Outro ponto observado pelos investigadores foi a influência de hábitos pouco saudáveis com a constância do HPV. “As mulheres que relataram estratégias autodestrutivas para enfrentar problemas emocionais, como beber, fumar cigarros ou usar drogas quando estavam estressadas, eram propensas a ter o HPV mais ativo no organismo”, destacou a autora.

Alerta
Os cientistas ainda não sabem explicar por que problemas emocionais estão ligados à permanência do HPV no corpo, mas acreditam que o estresse esteja ligado a respostas imunes anormais, dificultando a ação do sistema imunológico contra o vírus. Isso faz com que a pessoa se torne mais propensa a ter problemas de saúde, incluindo câncer de cólon, que tem como uma de suas causas o papiloma vírus humano. “As infecções por HPV são a causa dos cânceres cervicais e são extremamente comuns. O vírus que está no organismo corre o risco de desenvolver cancro do colo do útero. Isso é preocupante, pois muitas dessas mulheres adquiriram a infecção desde adolescentes”, explicou Moscicki.

Para Janaína Sturari, ginecologista e diretora do Hospital Maria Auxiliadora, em Brasília, o estudo americano é de grande importância, pois confirma suspeitas da área médica. “Sempre falamos que o estresse e a depressão parecem prolongar a infecção desse vírus, e, com essa análise, os cientistas provaram o que já vínhamos observando. Fatores como a bebida e o cigarro aumentam os processos inflamatórios, e eles também interferem na área genital. Isso vai levar à persistência da infecção”, avaliou a especialista, que não participou do estudo.

Os autores do estudo acreditam que pesquisas futuras poderão determinar os marcadores inflamatórios que determinam o câncer de colo do útero e estão associados ao estresse. Para eles, a investigação atual já serve como um alerta às mulheres com HPV, que devem buscar estilos de vida mais saudáveis e menos desgastantes. Para Janaína Sturari, essa medida é essencial. “Caso não existam fatores que prolonguem a vida do HPV, como estresse, bebida e cigarro, o organismo consegue eliminar o vírus em cerca de dois anos, porque ele para de se replicar. Mas, para isso, todos os cuidados são necessários, incluindo uma boa alimentação”, detalhou.

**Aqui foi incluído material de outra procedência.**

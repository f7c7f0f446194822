use axum::http::StatusCode;
use axum::response::{IntoResponse, Response};
use axum::Json;

/// Unified error type for HTTP responses.
#[derive(Debug)]
pub struct AppError {
    status: StatusCode,
    message: String,
}

impl AppError {
    pub fn bad_request(msg: impl Into<String>) -> Self {
        Self {
            status: StatusCode::BAD_REQUEST,
            message: msg.into(),
        }
    }

    pub fn unauthorized(msg: impl Into<String>) -> Self {
        Self {
            status: StatusCode::UNAUTHORIZED,
            message: msg.into(),
        }
    }
}

impl IntoResponse for AppError {
    fn into_response(self) -> Response {
        let body = Json(serde_json::json!({ "error": self.message }));
        (self.status, body).into_response()
    }
}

A ginecologista lembra que a incidência da doença é alta em todo o mundo. “Ou mudamos nossos hábitos ou vamos sofrer com doenças cada vez mais cedo. Hoje, a Organização Mundial da Saúde (OMS) fala em 231 mil mortes a cada ano por câncer do colo de útero. Quando se fala de HPV, pensamos só nas mulheres, mas ele pode provocar enfermidades também nos homens, como câncer de pênis, de ânus e de laringe”, destacou a especialista.